== TASK ==
Give every entry again, word for word and in full.

== GIVEN INFORMATION ==

◇ ◇ ◇

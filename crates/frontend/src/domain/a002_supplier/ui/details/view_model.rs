use crate::domain::a002_supplier::api::{create_supplier, fetch_supplier, update_supplier};
use crate::domain::a003_inventory_item::api::fetch_inventory_items;
use crate::layout::modal_service::{saved_text, ModalService};
use contracts::domain::a002_supplier::{Supplier, SupplierDto, SupplierForm};
use contracts::domain::a003_inventory_item::InventoryItem;
use contracts::domain::common::AggregateRoot;
use contracts::shared::validation::FieldError;
use leptos::prelude::*;
use leptos::task::spawn_local;

/// ViewModel for the supplier form
#[derive(Clone, Copy)]
pub struct SupplierDetailsVm {
    pub supplier_id: RwSignal<String>,
    pub supplier_name: RwSignal<String>,
    pub item_no: RwSignal<String>,
    /// Follows `item_no`, never typed
    pub item_name: RwSignal<String>,
    pub contact_no: RwSignal<String>,
    pub email: RwSignal<String>,
    pub address: RwSignal<String>,

    /// Inventory items offered by the item picker
    pub items: RwSignal<Vec<InventoryItem>>,
    pub saving: RwSignal<bool>,
    pub load_error: RwSignal<Option<String>>,
    /// Label of the field that failed the last validation
    pub invalid_field: RwSignal<Option<&'static str>>,
}

impl SupplierDetailsVm {
    pub fn new() -> Self {
        Self {
            supplier_id: RwSignal::new(String::new()),
            supplier_name: RwSignal::new(String::new()),
            item_no: RwSignal::new(String::new()),
            item_name: RwSignal::new(String::new()),
            contact_no: RwSignal::new(String::new()),
            email: RwSignal::new(String::new()),
            address: RwSignal::new(String::new()),
            items: RwSignal::new(Vec::new()),
            saving: RwSignal::new(false),
            load_error: RwSignal::new(None),
            invalid_field: RwSignal::new(None),
        }
    }

    pub fn form(&self) -> SupplierForm {
        SupplierForm {
            supplier_name: self.supplier_name.get_untracked(),
            item_no: self.item_no.get_untracked(),
            item_name: self.item_name.get_untracked(),
            contact_no: self.contact_no.get_untracked(),
            email: self.email.get_untracked(),
            address: self.address.get_untracked(),
        }
    }

    fn apply(&self, supplier: &Supplier) {
        let form = SupplierForm::from_record(supplier);
        self.supplier_id.set(supplier.supplier_id.clone());
        self.supplier_name.set(form.supplier_name);
        self.item_no.set(form.item_no);
        self.item_name.set(form.item_name);
        self.contact_no.set(form.contact_no);
        self.email.set(form.email);
        self.address.set(form.address);
    }

    /// Load the inventory picker. A failure leaves the picker empty.
    pub fn load_items(&self) {
        let items = self.items;
        spawn_local(async move {
            match fetch_inventory_items().await {
                Ok(v) => items.set(v),
                Err(e) => log::error!("Failed to load inventory items: {}", e),
            }
        });
    }

    pub fn load(&self, id: String) {
        let this = *self;
        spawn_local(async move {
            match fetch_supplier(&id).await {
                Ok(supplier) => this.apply(&supplier),
                Err(e) => {
                    log::error!("Failed to load supplier {}: {}", id, e);
                    this.load_error.set(Some(e));
                }
            }
        });
    }

    /// Выбор позиции склада: наименование подставляется автоматически
    pub fn select_item(&self, item_no: String) {
        let mut form = self.form();
        self.items
            .with_untracked(|items| form.select_item(items, &item_no));
        self.item_no.set(form.item_no);
        self.item_name.set(form.item_name);
    }

    /// Validates the current input and remembers which field failed
    pub fn validated(&self) -> Result<SupplierDto, FieldError> {
        let result = self.form().validate();
        self.invalid_field.set(result.as_ref().err().map(FieldError::field));
        result
    }

    /// Label style for `label`, highlighted while that field is invalid
    pub fn label_style(&self, label: &'static str) -> &'static str {
        if self.invalid_field.get() == Some(label) {
            "color: var(--color-error);"
        } else {
            ""
        }
    }

    pub fn save_command(&self, id: Option<String>, modal: ModalService, on_saved: Callback<()>) {
        if self.saving.get_untracked() {
            return;
        }

        let dto = match self.validated() {
            Ok(dto) => dto,
            Err(e) => {
                modal.error(e.to_string());
                return;
            }
        };

        let saving = self.saving;
        saving.set(true);
        spawn_local(async move {
            let result = match id.as_deref() {
                Some(id) => update_supplier(id, &dto).await,
                None => create_supplier(&dto).await,
            };
            saving.set(false);

            match result {
                Ok(()) => modal.success_then(
                    saved_text(Supplier::element_name(), id.is_some()),
                    on_saved,
                ),
                Err(e) => modal.transport_error(&e),
            }
        });
    }
}

#[cfg(test)]
mod tests {
    use super::*;

    #[test]
    fn test_first_missing_field_is_highlighted() {
        let owner = Owner::new();
        owner.with(|| {
            let vm = SupplierDetailsVm::new();
            vm.supplier_name.set("Glow Supplies".to_string());

            assert!(vm.validated().is_err());
            assert_eq!(vm.invalid_field.get_untracked(), Some("Item No"));

            vm.item_no.set("I-1".to_string());
            vm.contact_no.set("0771234567".to_string());
            vm.email.set("orders@glow.lk".to_string());
            assert!(vm.validated().is_err());
            assert_eq!(vm.invalid_field.get_untracked(), Some("Address"));

            vm.address.set("12 Main St, Gampaha".to_string());
            assert!(vm.validated().is_ok());
            assert_eq!(vm.invalid_field.get_untracked(), None);
        });
    }
}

◇ ◇ ◇

== RESPONSE TO THIS TASK ==
filename crates/frontend/src/domain/a002_supplier/ui/details/view_model.rs
use crate::domain::a002_supplier::api::{create_supplier, fetch_supplier, update_supplier};
use crate::domain::a003_inventory_item::api::fetch_inventory_items;
use crate::layout::modal_service::{saved_text, ModalService};
use contracts::domain::a002_supplier::{Supplier, SupplierDto, SupplierForm};
use contracts::domain::a003_inventory_item::InventoryItem;
use contracts::domain::common::AggregateRoot;
use contracts::shared::validation::FieldError;
use leptos::prelude::*;
use leptos::task::spawn_local;

/// ViewModel for the supplier form
#[derive(Clone, Copy)]
pub struct SupplierDetailsVm {
    pub supplier_id: RwSignal<String>,
    pub supplier_name: RwSignal<String>,
    pub item_no: RwSignal<String>,
    /// Follows `item_no`, never typed
    pub item_name: RwSignal<String>,
    pub contact_no: RwSignal<String>,
    pub email: RwSignal<String>,
    pub address: RwSignal<String>,

    /// Inventory items offered by the item picker
    pub items: RwSignal<Vec<InventoryItem>>,
    pub saving: RwSignal<bool>,
    pub load_error: RwSignal<Option<String>>,
    /// Label of the field that failed the last validation
    pub invalid_field: RwSignal<Option<&'static str>>,
}

impl SupplierDetailsVm {
    pub fn new() -> Self {
        Self {
            supplier_id: RwSignal::new(String::new()),
            supplier_name: RwSignal::new(String::new()),
            item_no: RwSignal::new(String::new()),
            item_name: RwSignal::new(String::new()),
            contact_no: RwSignal::new(String::new()),
            email: RwSignal::new(String::new()),
            address: RwSignal::new(String::new()),
            items: RwSignal::new(Vec::new()),
            saving: RwSignal::new(false),
            load_error: RwSignal::new(None),
            invalid_field: RwSignal::new(None),
        }
    }

    pub fn form(&self) -> SupplierForm {
        SupplierForm {
            supplier_name: self.supplier_name.get_untracked(),
            item_no: self.item_no.get_untracked(),
            item_name: self.item_name.get_untracked(),
            contact_no: self.contact_no.get_untracked(),
            email: self.email.get_untracked(),
            address: self.address.get_untracked(),
        }
    }

    fn apply(&self, supplier: &Supplier) {
        let form = SupplierForm::from_record(supplier);
        self.supplier_id.set(supplier.supplier_id.clone());
        self.supplier_name.set(form.supplier_name);
        self.item_no.set(form.item_no);
        self.item_name.set(form.item_name);
        self.contact_no.set(form.contact_no);
        self.email.set(form.email);
        self.address.set(form.address);
    }

    /// Load the inventory picker. A failure leaves the picker empty.
    pub fn load_items(&self) {
        let items = self.items;
        spawn_local(async move {
            match fetch_inventory_items().await {
                Ok(v) => items.set(v),
                Err(e) => log::error!("Failed to load inventory items: {}", e),
            }
        });
    }

    pub fn load(&self, id: String) {
        let this = *self;
        spawn_local(async move {
            match fetch_supplier(&id).await {
                Ok(supplier) => this.apply(&supplier),
                Err(e) => {
                    log::error!("Failed to load supplier {}: {}", id, e);
                    this.load_error.set(Some(e));
                }
            }
        });
    }

    /// Выбор позиции склада: наименование подставляется автоматически
    pub fn select_item(&self, item_no: String) {
        let mut form = self.form();
        self.items
            .with_untracked(|items| form.select_item(items, &item_no));
        self.item_no.set(form.item_no);
        self.item_name.set(form.item_name);
    }

    /// Validates the current input and remembers which field failed
    pub fn validated(&self) -> Result<SupplierDto, FieldError> {
        let result = self.form().validate();
        self.invalid_field.set(result.as_ref().err().map(FieldError::field));
        result
    }

    /// Label style for `label`, highlighted while that field is invalid
    pub fn label_style(&self, label: &'static str) -> &'static str {
        if self.invalid_field.get() == Some(label) {
            "color: var(--color-error);"
        } else {
            ""
        }
    }

    pub fn save_command(&self, id: Option<String>, modal: ModalService, on_saved: Callback<()>) {
        if self.saving.get_untracked() {
            return;
        }

        let dto = match self.validated() {
            Ok(dto) => dto,
            Err(e) => {
                modal.error(e.to_string());
                return;
            }
        };

        let saving = self.saving;
        saving.set(true);
        spawn_local(async move {
            let result = match id.as_deref() {
                Some(id) => update_supplier(id, &dto).await,
                None => create_supplier(&dto).await,
            };
            saving.set(false);

            match result {
                Ok(()) => modal.success_then(
                    saved_text(Supplier::element_name(), id.is_some()),
                    on_saved,
                ),
                Err(e) => modal.transport_error(&e),
            }
        });
    }
}

#[cfg(test)]
mod tests {
    use super::*;

    #[test]
    fn test_first_missing_field_is_highlighted() {
        let owner = Owner::new();
        owner.with(|| {
            let vm = SupplierDetailsVm::new();
            vm.supplier_name.set("Glow Supplies".to_string());

            assert!(vm.validated().is_err());
            assert_eq!(vm.invalid_field.get_untracked(), Some("Item No"));

            vm.item_no.set("I-1".to_string());
            vm.contact_no.set("0771234567".to_string());
            vm.email.set("orders@glow.lk".to_string());
            assert!(vm.validated().is_err());
            assert_eq!(vm.invalid_field.get_untracked(), Some("Address"));

            vm.address.set("12 Main St, Gampaha".to_string());
            assert!(vm.validated().is_ok());
            assert_eq!(vm.invalid_field.get_untracked(), None);
        });
    }
}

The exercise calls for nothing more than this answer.